[Data shown Boundary: Start]

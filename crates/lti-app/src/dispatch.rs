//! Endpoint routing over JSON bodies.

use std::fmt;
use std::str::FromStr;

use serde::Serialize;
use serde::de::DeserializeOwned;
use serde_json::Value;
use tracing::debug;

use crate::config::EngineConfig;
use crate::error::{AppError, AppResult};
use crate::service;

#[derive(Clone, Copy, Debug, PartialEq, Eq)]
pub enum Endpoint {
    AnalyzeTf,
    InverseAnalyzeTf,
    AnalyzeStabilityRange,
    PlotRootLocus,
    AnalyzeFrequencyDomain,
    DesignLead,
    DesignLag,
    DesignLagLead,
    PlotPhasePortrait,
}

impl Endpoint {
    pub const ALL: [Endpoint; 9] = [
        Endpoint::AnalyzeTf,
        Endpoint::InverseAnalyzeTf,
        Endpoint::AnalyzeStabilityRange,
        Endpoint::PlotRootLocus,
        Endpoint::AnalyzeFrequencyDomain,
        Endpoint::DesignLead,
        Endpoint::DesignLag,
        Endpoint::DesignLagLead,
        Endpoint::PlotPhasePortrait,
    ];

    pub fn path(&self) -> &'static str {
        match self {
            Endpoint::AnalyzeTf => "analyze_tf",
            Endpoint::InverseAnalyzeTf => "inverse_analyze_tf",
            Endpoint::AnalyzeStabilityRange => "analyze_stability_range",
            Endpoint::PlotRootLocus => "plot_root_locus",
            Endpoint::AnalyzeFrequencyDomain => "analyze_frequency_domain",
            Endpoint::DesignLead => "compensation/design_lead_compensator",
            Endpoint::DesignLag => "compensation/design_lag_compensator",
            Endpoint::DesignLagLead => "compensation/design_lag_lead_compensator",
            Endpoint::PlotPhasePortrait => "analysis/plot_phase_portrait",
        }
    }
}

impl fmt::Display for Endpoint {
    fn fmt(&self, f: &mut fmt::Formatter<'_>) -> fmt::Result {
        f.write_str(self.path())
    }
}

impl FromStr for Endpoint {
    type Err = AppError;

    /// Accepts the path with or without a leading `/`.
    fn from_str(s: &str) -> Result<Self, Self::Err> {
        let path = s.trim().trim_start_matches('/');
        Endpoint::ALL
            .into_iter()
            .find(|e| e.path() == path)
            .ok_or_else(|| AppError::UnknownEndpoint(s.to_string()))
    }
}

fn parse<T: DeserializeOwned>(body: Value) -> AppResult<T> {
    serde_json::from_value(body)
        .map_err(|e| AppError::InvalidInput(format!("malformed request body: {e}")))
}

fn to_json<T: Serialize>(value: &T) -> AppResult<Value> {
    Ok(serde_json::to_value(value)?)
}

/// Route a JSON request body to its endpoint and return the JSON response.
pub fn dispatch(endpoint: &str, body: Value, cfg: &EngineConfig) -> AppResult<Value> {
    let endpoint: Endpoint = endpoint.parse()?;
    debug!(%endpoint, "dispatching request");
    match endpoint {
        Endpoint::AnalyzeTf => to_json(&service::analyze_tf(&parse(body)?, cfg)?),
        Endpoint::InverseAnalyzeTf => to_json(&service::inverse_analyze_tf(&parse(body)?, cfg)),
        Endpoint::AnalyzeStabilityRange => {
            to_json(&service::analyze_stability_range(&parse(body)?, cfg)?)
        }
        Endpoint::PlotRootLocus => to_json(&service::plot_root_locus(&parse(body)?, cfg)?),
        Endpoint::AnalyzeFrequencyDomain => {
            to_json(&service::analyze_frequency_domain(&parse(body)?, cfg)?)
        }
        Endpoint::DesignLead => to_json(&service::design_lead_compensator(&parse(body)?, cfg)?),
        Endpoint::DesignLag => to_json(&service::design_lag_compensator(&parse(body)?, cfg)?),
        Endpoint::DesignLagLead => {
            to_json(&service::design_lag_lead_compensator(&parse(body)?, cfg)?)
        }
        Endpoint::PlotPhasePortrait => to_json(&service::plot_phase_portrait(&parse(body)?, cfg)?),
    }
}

[Data shown Boundary: End]
[Data shown Boundary: Start]

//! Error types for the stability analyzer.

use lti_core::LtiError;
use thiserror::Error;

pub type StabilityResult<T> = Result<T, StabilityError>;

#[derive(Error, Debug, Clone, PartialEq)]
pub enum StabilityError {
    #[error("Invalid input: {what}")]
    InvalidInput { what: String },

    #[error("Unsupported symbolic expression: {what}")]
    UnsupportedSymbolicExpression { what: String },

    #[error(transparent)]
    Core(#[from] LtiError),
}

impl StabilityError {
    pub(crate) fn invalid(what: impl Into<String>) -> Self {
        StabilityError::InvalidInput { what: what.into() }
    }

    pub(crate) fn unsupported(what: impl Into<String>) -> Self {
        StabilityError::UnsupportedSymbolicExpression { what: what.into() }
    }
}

[Data shown Boundary: End]
[Data shown Boundary: Start]

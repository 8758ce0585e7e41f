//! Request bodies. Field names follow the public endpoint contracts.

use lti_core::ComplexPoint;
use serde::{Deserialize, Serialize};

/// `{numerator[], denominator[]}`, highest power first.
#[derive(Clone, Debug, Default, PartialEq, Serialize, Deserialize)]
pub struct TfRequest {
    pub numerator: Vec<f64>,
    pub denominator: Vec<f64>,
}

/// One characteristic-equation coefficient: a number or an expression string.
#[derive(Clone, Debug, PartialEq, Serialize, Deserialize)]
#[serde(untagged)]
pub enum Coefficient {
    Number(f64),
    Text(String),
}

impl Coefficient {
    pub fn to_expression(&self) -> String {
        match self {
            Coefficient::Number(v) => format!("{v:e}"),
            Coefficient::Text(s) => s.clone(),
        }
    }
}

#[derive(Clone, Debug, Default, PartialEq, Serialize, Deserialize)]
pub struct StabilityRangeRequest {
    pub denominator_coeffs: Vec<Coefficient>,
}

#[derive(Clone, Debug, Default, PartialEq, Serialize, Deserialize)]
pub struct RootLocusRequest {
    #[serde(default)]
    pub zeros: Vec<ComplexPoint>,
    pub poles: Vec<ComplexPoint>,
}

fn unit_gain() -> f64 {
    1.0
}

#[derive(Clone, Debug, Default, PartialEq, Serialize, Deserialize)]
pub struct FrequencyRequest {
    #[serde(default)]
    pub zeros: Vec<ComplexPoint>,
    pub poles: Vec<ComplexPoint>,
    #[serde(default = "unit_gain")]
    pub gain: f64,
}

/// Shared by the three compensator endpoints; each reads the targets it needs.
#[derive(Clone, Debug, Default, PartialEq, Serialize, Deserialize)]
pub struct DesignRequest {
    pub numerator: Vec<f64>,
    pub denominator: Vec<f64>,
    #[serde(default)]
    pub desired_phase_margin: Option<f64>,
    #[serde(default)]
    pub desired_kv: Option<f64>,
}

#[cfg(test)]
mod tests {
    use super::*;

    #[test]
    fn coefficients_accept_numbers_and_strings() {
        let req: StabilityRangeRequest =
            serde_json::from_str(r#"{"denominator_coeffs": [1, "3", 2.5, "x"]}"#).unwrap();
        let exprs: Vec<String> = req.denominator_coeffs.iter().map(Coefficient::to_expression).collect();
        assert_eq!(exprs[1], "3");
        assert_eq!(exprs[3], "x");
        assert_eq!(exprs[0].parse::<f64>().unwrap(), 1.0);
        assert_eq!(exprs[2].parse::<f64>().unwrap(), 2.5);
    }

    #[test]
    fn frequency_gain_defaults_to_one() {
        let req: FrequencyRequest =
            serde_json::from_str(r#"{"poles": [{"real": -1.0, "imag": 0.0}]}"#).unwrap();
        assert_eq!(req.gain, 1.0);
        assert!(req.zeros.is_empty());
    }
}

[Data shown Boundary: End]

→ **Problem**
Report the count of lines in the entries that contain "Option". Nothing else should be given.

→ **Written solution**
2